GIVEN DATA:
-- Opening Marker --

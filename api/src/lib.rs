//! Roster API service.
//!
//! Exposes create, read, replace and delete endpoints over the user
//! collection. See [`config::ApiConfig`] for configuration options and
//! [`server::make`] for the router.

pub mod config;
pub mod server;

pub(crate) mod context;
pub(crate) mod error;
pub(crate) mod handlers;
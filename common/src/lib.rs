//! Request and response shapes shared between the Roster crates.

pub mod params;
pub mod views;
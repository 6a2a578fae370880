//! Output views for the various functions within Roster.

use serde::{Deserialize, Serialize};
use utoipa::ToSchema;

mod user;
pub use user::*;

/// A short confirmation returned by the mutating endpoints.
#[derive(Debug, Clone, PartialEq, Eq, Deserialize, Serialize, ToSchema)]
pub struct InfoResponse {
    pub info: String,
}

impl InfoResponse {
    pub fn new(info: impl Into<String>) -> Self {
        Self { info: info.into() }
    }
}

/// An error response for an API endpoint. This is used to return errors to the
/// client in a consistent format.
#[derive(Debug, Clone, Deserialize, Serialize, ToSchema)]
pub struct ApiErrorResponse {
    /// An optional error code that can be used to identify the type of error
    /// that occurred.
    pub code: Option<String>,

    /// A human-readable message describing the error that occurred.
    pub message: String,

    #[serde(skip_serializing_if = "Option::is_none")]
    pub details: Option<String>,
}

-- Closing Marker --

DIRECTIONS:
If a line in the data contains the string "views", copy it.

RESULT OF THE EXERCISE:
pub mod views;
//! Output views for the various functions within Roster.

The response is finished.